Because the Left won't do it -- says Jeremy Sammut, a research fellow at the Centre for Independent Studies

THE state has a responsibility to protect children from inadequate parents.

For people on the Right, child protection can be a difficult issue. Those who identify with liberal traditions place a premium on limited state intrusion into the lives of individuals. However, child protection reform that upholds the independent rights of children needs to be on their policy agenda.

The clientele of child protection services consists predominantly of members of the underclass, that proportion of Australians who are long-term welfare dependent and have a range of welfare-dependence exacerbated behavioural issues, such as domestic violence and substance abuse.

The complex problems these families experience include the inability to rear children adequately.

In too many child welfare cases the presumed right of dysfunctional parents to retain custody of children is elevated above the best interests of children.

While encouraging parents to change their behaviour and meet children's needs has always been a part of modern child protection, the pendulum has swung too far towards trying to fix broken families and giving parents almost limitless opportunities to change.
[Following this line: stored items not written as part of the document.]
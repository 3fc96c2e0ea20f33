//! Encryption context canonicalization (varint dialect).
//!
//! Keys and values are normalized (whitespace, `-` and `_` removed, then
//! lower-cased), ordered by the key as the caller wrote it, and written as
//!
//!   varint(count) || { varint(key_len) || key || varint(value_len) || value }*
//!
//! An absent or empty context produces no bytes at all, so "no context" can
//! never collide with "one entry with an empty value" (which is rejected).

use std::collections::{BTreeMap, BTreeSet};

use crate::error::{EnvelopeError, Result};
use crate::reader::Reader;
use crate::varint::{encode_varint, varint_len};

/// Default bound on a serialized context.
pub const DEFAULT_MAX_CONTEXT_BYTES: usize = 16 * 1024;

/// Width of the entry length field.
pub const DEFAULT_MAX_ENTRY_BYTES: usize = u16::MAX as usize;

/// Size bounds applied when serializing a context.
#[derive(Clone, Copy, Debug, PartialEq, Eq)]
pub struct Limits {
    pub max_context_bytes: usize,
    pub max_entry_bytes: usize,
}

impl Default for Limits {
    fn default() -> Self {
        Self {
            max_context_bytes: DEFAULT_MAX_CONTEXT_BYTES,
            max_entry_bytes: DEFAULT_MAX_ENTRY_BYTES,
        }
    }
}

impl Limits {
    pub fn with_max_context_bytes(mut self, max: usize) -> Self {
        self.max_context_bytes = max;
        self
    }

    pub fn with_max_entry_bytes(mut self, max: usize) -> Self {
        self.max_entry_bytes = max;
        self
    }
}

/// Strip whitespace, `-` and `_`, then lower-case.
pub fn normalize(s: &str) -> String {
    s.chars()
        .filter(|c| !c.is_whitespace() && *c != '-' && *c != '_')
        .flat_map(char::to_lowercase)
        .collect()
}

/// Serialize a context with [`Limits::default`].
///
/// Returns `None` when there is nothing to bind (absent or empty context).
pub fn serialize_context<I, K, V>(context: Option<I>) -> Result<Option<Vec<u8>>>
where
    I: IntoIterator<Item = (K, V)>,
    K: AsRef<str>,
    V: AsRef<str>,
{
    serialize_context_with_limits(context, &Limits::default())
}

pub fn serialize_context_with_limits<I, K, V>(
    context: Option<I>,
    limits: &Limits,
) -> Result<Option<Vec<u8>>>
where
    I: IntoIterator<Item = (K, V)>,
    K: AsRef<str>,
    V: AsRef<str>,
{
    let Some(context) = context else {
        return Ok(None);
    };

    let mut seen = BTreeSet::new();
    let mut entries = Vec::new();
    for (raw_key, raw_value) in context {
        let raw_key = raw_key.as_ref();
        let key = normalize(raw_key);
        let value = normalize(raw_value.as_ref());
        if key.is_empty() || value.is_empty() {
            return Err(EnvelopeError::EmptyContextEntry {
                key: raw_key.to_owned(),
            });
        }
        for part in [&key, &value] {
            if part.len() > limits.max_entry_bytes {
                return Err(EnvelopeError::EntryTooLong {
                    len: part.len(),
                    max: limits.max_entry_bytes,
                });
            }
        }
        if !seen.insert(key.clone()) {
            return Err(EnvelopeError::DuplicateContextKey { key });
        }
        entries.push((raw_key.to_owned(), key, value));
    }

    if entries.is_empty() {
        return Ok(None);
    }

    entries.sort_by(|a, b| a.0.cmp(&b.0));

    let size = varint_len(entries.len() as u64)
        + entries
            .iter()
            .map(|(_, k, v)| {
                varint_len(k.len() as u64) + k.len() + varint_len(v.len() as u64) + v.len()
            })
            .sum::<usize>();
    if size > limits.max_context_bytes {
        return Err(EnvelopeError::ContextTooLarge {
            size,
            max: limits.max_context_bytes,
        });
    }

    let mut out = Vec::with_capacity(size);
    encode_varint(entries.len() as u64, &mut out);
    for (_, key, value) in &entries {
        encode_varint(key.len() as u64, &mut out);
        out.extend_from_slice(key.as_bytes());
        encode_varint(value.len() as u64, &mut out);
        out.extend_from_slice(value.as_bytes());
    }
    debug_assert_eq!(out.len(), size);

    Ok(Some(out))
}

/// Inverse of [`serialize_context`], for diagnostics.
///
/// Strict: short reads, trailing bytes, empty entries and repeated keys are
/// all rejected.
pub fn parse_context(bytes: &[u8]) -> Result<BTreeMap<String, String>> {
    let mut r = Reader::new(bytes);
    let count = r.varint()?;
    if count == 0 || count > r.remaining() as u64 {
        return Err(EnvelopeError::MalformedPacket("bad context entry count"));
    }

    let mut entries = BTreeMap::new();
    for _ in 0..count {
        let key = utf8(r.varint_prefixed("context key exceeds buffer")?)?;
        let value = utf8(r.varint_prefixed("context value exceeds buffer")?)?;
        if key.is_empty() || value.is_empty() {
            return Err(EnvelopeError::EmptyContextEntry { key });
        }
        if entries.contains_key(&key) {
            return Err(EnvelopeError::DuplicateContextKey { key });
        }
        entries.insert(key, value);
    }
    r.finish()?;
    Ok(entries)
}

fn utf8(bytes: &[u8]) -> Result<String> {
    String::from_utf8(bytes.to_vec())
        .map_err(|_| EnvelopeError::MalformedPacket("context entry is not UTF-8"))
}

#[cfg(test)]
mod tests {
    use super::*;
    use std::collections::HashMap;

    fn ser(pairs: &[(&str, &str)]) -> Result<Option<Vec<u8>>> {
        serialize_context(Some(pairs.iter().copied()))
    }

    #[test]
    fn absent_and_empty_produce_nothing() {
        assert_eq!(serialize_context(None::<Vec<(&str, &str)>>).unwrap(), None);
        assert_eq!(ser(&[]).unwrap(), None);
    }

    #[test]
    fn byte_layout() {
        let bytes = ser(&[("b", "2"), ("a", "1")]).unwrap().unwrap();
        assert_eq!(bytes, [2, 1, b'a', 1, b'1', 1, b'b', 1, b'2']);
    }

    #[test]
    fn ordered_by_key_as_written() {
        // "Zeta" sorts before "alpha" byte-wise, although "zeta" would not
        let bytes = ser(&[("alpha", "2"), ("Zeta", "1")]).unwrap().unwrap();
        let mut want = vec![2, 4];
        want.extend_from_slice(b"zeta");
        want.extend_from_slice(&[1, b'1', 5]);
        want.extend_from_slice(b"alpha");
        want.extend_from_slice(&[1, b'2']);
        assert_eq!(bytes, want);
    }

    #[test]
    fn normalization() {
        assert_eq!(normalize(" Table-Name_1 "), "tablename1");
        let a = ser(&[("Table-Name", "Orders DB")]).unwrap();
        let b = ser(&[("table_name", "ordersdb")]).unwrap();
        assert_eq!(a, b);
    }

    #[test]
    fn duplicates_after_normalization() {
        let err = ser(&[("table_name", "a"), ("TableName", "b")]).unwrap_err();
        assert_eq!(err, EnvelopeError::DuplicateContextKey { key: "tablename".into() });
    }

    #[test]
    fn empty_entries_rejected() {
        assert!(matches!(
            ser(&[("key", "")]).unwrap_err(),
            EnvelopeError::EmptyContextEntry { .. }
        ));
        assert!(matches!(
            ser(&[("-_ ", "value")]).unwrap_err(),
            EnvelopeError::EmptyContextEntry { .. }
        ));
    }

    #[test]
    fn size_limits() {
        let limits = Limits::default().with_max_context_bytes(8);
        let err = serialize_context_with_limits(Some([("key", "a-long-value")]), &limits)
            .unwrap_err();
        assert!(matches!(err, EnvelopeError::ContextTooLarge { max: 8, .. }));

        let limits = Limits::default().with_max_entry_bytes(4);
        let err = serialize_context_with_limits(Some([("key", "value")]), &limits).unwrap_err();
        assert_eq!(err, EnvelopeError::EntryTooLong { len: 5, max: 4 });
    }

    #[test]
    fn accepts_hash_maps() {
        let mut map = HashMap::new();
        map.insert("zone".to_string(), "eu".to_string());
        map.insert("app".to_string(), "billing".to_string());
        let bytes = serialize_context(Some(&map)).unwrap().unwrap();
        let parsed = parse_context(&bytes).unwrap();
        assert_eq!(parsed.get("app").map(String::as_str), Some("billing"));
        assert_eq!(parsed.len(), 2);
    }

    #[test]
    fn parse_is_strict() {
        let bytes = ser(&[("a", "1")]).unwrap().unwrap();
        let mut trailing = bytes.clone();
        trailing.push(0);
        assert!(parse_context(&trailing).is_err());
        assert!(parse_context(&bytes[..bytes.len() - 1]).is_err());
        assert!(parse_context(&[0]).is_err());
        assert!(parse_context(&[2, 1, b'a', 1, b'1', 1, b'a', 1, b'2']).is_err());
    }
}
A culture of non-intervention in family situations has developed in the state bureaucracies in charge of child protection services.
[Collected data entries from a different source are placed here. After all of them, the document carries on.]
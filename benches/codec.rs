//! Codec benchmarks for both packet dialects.
//!
//! Run with: `cargo bench --bench codec`

use criterion::{criterion_group, criterion_main, BenchmarkId, Criterion, Throughput};

use context_envelope::{aad, packet, sealed, EncryptionContext};

/// Ciphertext sizes to benchmark.
const PAYLOAD_SIZES: &[usize] = &[64, 1024, 65_536];

fn bench_context() -> EncryptionContext {
    EncryptionContext::from_pairs([
        ("table_name", "orders"),
        ("database_name", "billing"),
        ("tenant", "acme"),
        ("region", "eu-west-1"),
    ])
    .unwrap()
}

const VARINT_CONTEXT: [(&str, &str); 4] = [
    ("table_name", "orders"),
    ("database_name", "billing"),
    ("tenant", "acme"),
    ("region", "eu-west-1"),
];

// ---------------------------------------------------------------------------
// Context canonicalization
// ---------------------------------------------------------------------------

fn bench_canonicalize(c: &mut Criterion) {
    let mut group = c.benchmark_group("canonicalize");
    let ctx = bench_context();

    group.bench_function("delimiter", |b| {
        b.iter(|| ctx.serialize().unwrap());
    });

    group.bench_function("varint", |b| {
        b.iter(|| aad::serialize_context(Some(VARINT_CONTEXT)).unwrap());
    });

    group.finish();
}

// ---------------------------------------------------------------------------
// Encode / decode across payload sizes
// ---------------------------------------------------------------------------

fn bench_encode(c: &mut Criterion) {
    let mut group = c.benchmark_group("encode");
    let ctx = bench_context();

    for &size in PAYLOAD_SIZES {
        let ciphertext = vec![0x42u8; size];
        group.throughput(Throughput::Bytes(size as u64));

        group.bench_with_input(BenchmarkId::new("tag_length_v2", size), &ciphertext, |b, ct| {
            b.iter(|| packet::encode(Some(&ctx), ct).unwrap());
        });

        group.bench_with_input(BenchmarkId::new("varint", size), &ciphertext, |b, ct| {
            b.iter(|| sealed::serialize_with_context(ct, Some(VARINT_CONTEXT)).unwrap());
        });
    }

    group.finish();
}

fn bench_decode(c: &mut Criterion) {
    let mut group = c.benchmark_group("decode");
    let ctx = bench_context();

    for &size in PAYLOAD_SIZES {
        let ciphertext = vec![0x42u8; size];
        group.throughput(Throughput::Bytes(size as u64));

        let v2 = packet::encode(Some(&ctx), &ciphertext).unwrap();
        group.bench_with_input(BenchmarkId::new("tag_length_v2", size), &v2, |b, wire| {
            b.iter(|| packet::decode(wire, Some(&ctx)).unwrap());
        });

        let varint = sealed::serialize_with_context(&ciphertext, Some(VARINT_CONTEXT)).unwrap();
        group.bench_with_input(BenchmarkId::new("varint", size), &varint, |b, wire| {
            b.iter(|| sealed::deserialize(wire, Some(VARINT_CONTEXT)).unwrap());
        });
    }

    group.finish();
}

criterion_group!(benches, bench_canonicalize, bench_encode, bench_decode);
criterion_main!(benches);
The statutory investigation of child welfare reports by caseworkers trained to assess whether a child is in need of court-approved removal from the family home has been marginalised in favour of providing support services (drug counselling, parenting programs, home visits) to families.

Instead of focusing on traditional child protection work, social services departments provide parent-centred rather than child-centred services to allow biological parents to retain custody of children, even where children are identified as being in danger of harm.

Child protection failures create the next generation of dysfunctional parents. The paradox, and the dilemma for those on the Right, is that greater intervention is needed in the lives of dependent members of the community to break the intergenerational cycle of neglect and abuse and save future generations.

The broader cultural issue is whether the Right has the will to defend core community standards or whether the questionable perspectives of the Left will continue to dictate social values in child protection.

When the welfare of children is at stake, it is not too harsh to hold parents accountable for bad behaviour in circumstances that contravene John Stuart Mill's principle that liberty should be interfered with only to "prevent harm to others". Mill was one of the 19th-century progenitors of the progressive idea that a child had the right to enjoy their full liberties and opportunities as a future citizen. In On Liberty, he argued that parents who failed to fulfil their "sacred duties" towards their children were guilty of "a moral crime both against the unfortunate offspring and against society . . . if the parent does not fulfil this obligation, the state ought to see it fulfilled".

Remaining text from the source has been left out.